Your assignment: Search the entries below for "blocks" and copy each matching line.

Saved data entries:
--------------------------------------------------

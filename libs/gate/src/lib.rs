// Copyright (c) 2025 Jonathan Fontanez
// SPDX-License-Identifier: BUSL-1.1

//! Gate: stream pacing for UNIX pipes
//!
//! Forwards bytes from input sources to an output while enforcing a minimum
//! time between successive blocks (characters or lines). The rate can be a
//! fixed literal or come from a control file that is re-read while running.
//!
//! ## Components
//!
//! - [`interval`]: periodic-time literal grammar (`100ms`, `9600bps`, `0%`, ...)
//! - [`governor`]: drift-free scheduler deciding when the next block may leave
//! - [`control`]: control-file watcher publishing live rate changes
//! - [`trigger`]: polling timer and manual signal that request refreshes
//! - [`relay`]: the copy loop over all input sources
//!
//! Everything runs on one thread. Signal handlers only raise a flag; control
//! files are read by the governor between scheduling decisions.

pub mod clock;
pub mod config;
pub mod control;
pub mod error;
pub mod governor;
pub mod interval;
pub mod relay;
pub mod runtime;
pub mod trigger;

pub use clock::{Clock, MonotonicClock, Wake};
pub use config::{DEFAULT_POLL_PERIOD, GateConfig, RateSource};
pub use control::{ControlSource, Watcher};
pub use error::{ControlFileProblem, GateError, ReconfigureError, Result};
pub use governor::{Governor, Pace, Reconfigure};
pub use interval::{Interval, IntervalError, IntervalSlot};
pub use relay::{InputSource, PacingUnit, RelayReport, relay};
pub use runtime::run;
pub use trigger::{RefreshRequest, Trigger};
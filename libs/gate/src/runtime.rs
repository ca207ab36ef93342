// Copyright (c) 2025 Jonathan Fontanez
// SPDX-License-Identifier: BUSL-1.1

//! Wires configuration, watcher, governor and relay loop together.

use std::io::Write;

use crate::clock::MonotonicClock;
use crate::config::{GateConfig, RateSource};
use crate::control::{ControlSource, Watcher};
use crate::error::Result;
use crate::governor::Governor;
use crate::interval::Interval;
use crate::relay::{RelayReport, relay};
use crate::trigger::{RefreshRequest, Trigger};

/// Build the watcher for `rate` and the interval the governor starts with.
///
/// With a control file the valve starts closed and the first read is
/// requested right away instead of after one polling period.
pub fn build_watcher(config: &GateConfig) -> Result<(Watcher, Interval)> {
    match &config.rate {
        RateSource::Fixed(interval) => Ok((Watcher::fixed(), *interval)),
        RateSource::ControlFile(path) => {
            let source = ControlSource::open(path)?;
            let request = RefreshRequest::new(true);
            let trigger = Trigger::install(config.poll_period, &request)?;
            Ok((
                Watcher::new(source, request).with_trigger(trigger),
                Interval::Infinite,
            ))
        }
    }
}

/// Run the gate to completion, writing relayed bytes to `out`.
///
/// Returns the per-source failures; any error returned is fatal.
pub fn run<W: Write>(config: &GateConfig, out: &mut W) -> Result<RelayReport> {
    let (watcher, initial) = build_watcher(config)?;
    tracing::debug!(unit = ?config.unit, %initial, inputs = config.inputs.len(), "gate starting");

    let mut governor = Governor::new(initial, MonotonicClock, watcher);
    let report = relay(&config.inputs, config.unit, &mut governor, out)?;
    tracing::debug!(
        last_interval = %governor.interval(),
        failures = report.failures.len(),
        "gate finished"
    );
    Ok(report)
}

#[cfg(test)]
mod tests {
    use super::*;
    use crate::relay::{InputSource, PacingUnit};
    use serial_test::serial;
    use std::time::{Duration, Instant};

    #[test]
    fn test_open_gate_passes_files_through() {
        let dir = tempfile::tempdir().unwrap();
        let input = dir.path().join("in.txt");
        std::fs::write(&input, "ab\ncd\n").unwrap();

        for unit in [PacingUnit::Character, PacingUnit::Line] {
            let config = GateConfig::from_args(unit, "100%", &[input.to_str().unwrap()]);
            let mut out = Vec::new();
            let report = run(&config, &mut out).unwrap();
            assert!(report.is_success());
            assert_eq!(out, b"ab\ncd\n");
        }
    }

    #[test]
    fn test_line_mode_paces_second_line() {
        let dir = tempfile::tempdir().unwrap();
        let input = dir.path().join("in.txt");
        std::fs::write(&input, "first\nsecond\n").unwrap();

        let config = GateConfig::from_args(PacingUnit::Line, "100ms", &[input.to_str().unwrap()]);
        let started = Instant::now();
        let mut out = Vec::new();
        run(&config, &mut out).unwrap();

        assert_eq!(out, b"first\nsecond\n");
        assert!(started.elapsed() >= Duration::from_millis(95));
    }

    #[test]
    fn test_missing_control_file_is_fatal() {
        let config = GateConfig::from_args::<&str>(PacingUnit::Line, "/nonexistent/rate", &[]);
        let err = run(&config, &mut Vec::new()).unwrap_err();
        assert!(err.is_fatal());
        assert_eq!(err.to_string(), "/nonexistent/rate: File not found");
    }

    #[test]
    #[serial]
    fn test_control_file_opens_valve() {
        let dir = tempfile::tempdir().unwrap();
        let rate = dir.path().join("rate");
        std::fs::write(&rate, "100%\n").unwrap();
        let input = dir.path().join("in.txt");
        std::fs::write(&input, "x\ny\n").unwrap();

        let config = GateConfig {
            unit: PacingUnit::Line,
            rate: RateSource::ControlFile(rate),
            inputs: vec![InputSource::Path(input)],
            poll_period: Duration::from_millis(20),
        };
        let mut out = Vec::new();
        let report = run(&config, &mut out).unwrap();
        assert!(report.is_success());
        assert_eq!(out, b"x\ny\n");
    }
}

--------------------------------------------------

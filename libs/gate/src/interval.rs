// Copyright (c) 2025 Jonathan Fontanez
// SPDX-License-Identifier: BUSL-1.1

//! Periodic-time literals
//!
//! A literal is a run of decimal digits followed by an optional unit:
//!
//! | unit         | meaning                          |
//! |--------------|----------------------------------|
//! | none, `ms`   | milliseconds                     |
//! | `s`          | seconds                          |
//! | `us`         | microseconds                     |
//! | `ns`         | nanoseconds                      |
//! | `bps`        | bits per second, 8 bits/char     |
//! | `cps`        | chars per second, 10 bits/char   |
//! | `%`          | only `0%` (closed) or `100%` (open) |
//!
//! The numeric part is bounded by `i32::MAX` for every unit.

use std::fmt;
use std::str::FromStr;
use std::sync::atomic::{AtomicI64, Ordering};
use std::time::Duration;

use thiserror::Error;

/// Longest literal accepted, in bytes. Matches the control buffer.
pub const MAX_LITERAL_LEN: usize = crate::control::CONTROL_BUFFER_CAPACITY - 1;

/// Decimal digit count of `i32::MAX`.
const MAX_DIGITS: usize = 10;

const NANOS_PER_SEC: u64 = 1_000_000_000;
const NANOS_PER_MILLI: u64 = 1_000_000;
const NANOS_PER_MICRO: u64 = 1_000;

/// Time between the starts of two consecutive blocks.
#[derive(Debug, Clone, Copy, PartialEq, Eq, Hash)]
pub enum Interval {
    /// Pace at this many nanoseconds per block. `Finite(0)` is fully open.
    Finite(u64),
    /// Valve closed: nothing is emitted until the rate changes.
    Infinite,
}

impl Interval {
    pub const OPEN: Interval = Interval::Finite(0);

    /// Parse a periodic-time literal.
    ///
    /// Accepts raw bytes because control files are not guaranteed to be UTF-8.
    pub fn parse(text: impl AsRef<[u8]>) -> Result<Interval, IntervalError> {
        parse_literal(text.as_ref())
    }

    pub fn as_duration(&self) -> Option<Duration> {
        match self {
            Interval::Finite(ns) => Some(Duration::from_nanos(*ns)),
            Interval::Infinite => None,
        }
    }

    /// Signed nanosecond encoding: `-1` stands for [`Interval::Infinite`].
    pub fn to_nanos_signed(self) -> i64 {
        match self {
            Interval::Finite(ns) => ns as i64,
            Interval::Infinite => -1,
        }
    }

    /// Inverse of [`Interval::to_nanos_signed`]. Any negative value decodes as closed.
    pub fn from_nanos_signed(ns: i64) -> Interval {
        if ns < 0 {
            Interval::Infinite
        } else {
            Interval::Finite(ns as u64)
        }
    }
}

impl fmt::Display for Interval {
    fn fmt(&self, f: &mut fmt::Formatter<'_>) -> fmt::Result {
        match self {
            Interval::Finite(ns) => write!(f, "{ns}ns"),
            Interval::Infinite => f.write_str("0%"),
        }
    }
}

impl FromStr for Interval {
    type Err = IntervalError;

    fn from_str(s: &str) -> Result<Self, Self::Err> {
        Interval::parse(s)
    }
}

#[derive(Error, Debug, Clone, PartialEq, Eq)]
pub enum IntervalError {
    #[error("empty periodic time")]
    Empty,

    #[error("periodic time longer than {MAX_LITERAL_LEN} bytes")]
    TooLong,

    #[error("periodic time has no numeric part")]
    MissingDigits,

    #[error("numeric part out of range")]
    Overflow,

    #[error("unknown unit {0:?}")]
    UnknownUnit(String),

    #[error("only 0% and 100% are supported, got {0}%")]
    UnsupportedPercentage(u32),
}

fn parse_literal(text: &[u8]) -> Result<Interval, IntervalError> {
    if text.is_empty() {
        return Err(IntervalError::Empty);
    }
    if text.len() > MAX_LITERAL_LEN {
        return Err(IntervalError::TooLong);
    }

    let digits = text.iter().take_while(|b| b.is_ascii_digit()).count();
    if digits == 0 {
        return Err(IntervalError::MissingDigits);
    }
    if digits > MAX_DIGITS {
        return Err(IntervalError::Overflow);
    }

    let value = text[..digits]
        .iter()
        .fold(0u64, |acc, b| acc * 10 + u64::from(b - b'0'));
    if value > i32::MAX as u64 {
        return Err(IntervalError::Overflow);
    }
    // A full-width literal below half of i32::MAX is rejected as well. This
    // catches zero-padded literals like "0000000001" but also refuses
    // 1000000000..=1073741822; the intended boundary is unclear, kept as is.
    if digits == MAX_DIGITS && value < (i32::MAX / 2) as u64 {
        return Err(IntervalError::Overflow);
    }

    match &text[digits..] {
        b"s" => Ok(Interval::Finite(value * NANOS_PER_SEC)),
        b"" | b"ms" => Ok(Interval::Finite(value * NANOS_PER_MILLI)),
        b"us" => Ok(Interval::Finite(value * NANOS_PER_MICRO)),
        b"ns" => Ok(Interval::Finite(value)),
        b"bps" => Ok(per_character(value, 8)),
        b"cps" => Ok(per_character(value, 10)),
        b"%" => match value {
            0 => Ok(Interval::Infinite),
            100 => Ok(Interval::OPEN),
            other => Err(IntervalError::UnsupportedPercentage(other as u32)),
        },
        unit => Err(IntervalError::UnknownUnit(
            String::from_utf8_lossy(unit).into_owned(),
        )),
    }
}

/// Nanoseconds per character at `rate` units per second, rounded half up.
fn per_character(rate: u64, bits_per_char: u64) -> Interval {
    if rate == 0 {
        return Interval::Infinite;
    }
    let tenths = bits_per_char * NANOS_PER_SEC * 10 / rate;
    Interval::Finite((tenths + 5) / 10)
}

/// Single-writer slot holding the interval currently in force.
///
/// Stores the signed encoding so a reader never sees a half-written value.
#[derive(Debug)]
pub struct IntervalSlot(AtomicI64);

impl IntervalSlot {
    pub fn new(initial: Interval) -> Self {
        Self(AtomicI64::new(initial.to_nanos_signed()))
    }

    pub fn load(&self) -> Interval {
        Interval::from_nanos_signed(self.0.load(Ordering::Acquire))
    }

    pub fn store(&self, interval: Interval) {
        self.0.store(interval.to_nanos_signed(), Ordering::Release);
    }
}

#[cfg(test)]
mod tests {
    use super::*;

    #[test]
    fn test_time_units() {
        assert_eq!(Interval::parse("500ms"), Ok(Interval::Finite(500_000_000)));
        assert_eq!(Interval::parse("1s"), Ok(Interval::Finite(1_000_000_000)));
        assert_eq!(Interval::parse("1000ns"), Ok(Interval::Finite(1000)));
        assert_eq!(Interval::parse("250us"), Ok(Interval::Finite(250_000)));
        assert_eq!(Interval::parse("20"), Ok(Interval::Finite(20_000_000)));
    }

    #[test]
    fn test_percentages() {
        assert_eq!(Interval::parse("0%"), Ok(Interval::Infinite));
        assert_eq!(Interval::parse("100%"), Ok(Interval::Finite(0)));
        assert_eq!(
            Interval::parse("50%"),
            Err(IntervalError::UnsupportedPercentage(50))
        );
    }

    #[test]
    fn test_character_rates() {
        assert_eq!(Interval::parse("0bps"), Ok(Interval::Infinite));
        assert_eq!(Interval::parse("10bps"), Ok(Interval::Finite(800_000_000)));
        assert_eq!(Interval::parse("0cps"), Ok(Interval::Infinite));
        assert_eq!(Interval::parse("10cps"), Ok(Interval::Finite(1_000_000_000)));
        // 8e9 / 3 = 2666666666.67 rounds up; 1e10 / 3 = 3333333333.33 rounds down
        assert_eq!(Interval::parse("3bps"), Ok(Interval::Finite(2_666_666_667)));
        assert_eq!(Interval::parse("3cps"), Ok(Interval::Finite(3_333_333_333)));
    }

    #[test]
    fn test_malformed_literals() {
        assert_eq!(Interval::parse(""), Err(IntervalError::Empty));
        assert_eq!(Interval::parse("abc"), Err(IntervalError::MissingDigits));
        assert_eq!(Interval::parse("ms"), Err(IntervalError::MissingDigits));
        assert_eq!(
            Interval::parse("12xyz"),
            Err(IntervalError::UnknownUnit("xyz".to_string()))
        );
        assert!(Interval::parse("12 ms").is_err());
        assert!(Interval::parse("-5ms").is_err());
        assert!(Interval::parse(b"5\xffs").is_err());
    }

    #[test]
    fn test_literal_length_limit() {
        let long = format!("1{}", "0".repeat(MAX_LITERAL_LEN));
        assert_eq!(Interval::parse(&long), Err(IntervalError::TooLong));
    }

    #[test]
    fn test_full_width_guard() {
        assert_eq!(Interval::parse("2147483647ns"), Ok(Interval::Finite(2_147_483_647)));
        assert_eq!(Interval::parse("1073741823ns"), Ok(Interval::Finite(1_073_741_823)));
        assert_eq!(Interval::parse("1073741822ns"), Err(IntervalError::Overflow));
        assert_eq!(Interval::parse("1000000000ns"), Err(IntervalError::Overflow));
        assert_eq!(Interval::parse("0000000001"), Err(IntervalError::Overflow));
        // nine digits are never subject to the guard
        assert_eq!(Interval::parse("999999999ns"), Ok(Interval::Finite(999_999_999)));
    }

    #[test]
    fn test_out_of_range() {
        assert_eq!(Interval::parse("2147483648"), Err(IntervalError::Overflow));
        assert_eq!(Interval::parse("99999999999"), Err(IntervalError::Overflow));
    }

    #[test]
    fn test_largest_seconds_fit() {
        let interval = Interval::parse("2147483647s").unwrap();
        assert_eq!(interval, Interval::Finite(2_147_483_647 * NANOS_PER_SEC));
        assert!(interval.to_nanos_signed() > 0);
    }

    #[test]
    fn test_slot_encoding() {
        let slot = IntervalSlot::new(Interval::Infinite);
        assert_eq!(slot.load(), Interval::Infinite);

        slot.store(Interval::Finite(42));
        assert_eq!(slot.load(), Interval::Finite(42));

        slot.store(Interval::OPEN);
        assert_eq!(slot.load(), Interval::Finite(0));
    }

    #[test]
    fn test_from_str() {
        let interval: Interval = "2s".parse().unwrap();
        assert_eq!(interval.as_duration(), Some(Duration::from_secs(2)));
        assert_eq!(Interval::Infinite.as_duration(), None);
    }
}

--------------------------------------------------

Response:
//! time between successive blocks (characters or lines). The rate can be a
/// Time between the starts of two consecutive blocks.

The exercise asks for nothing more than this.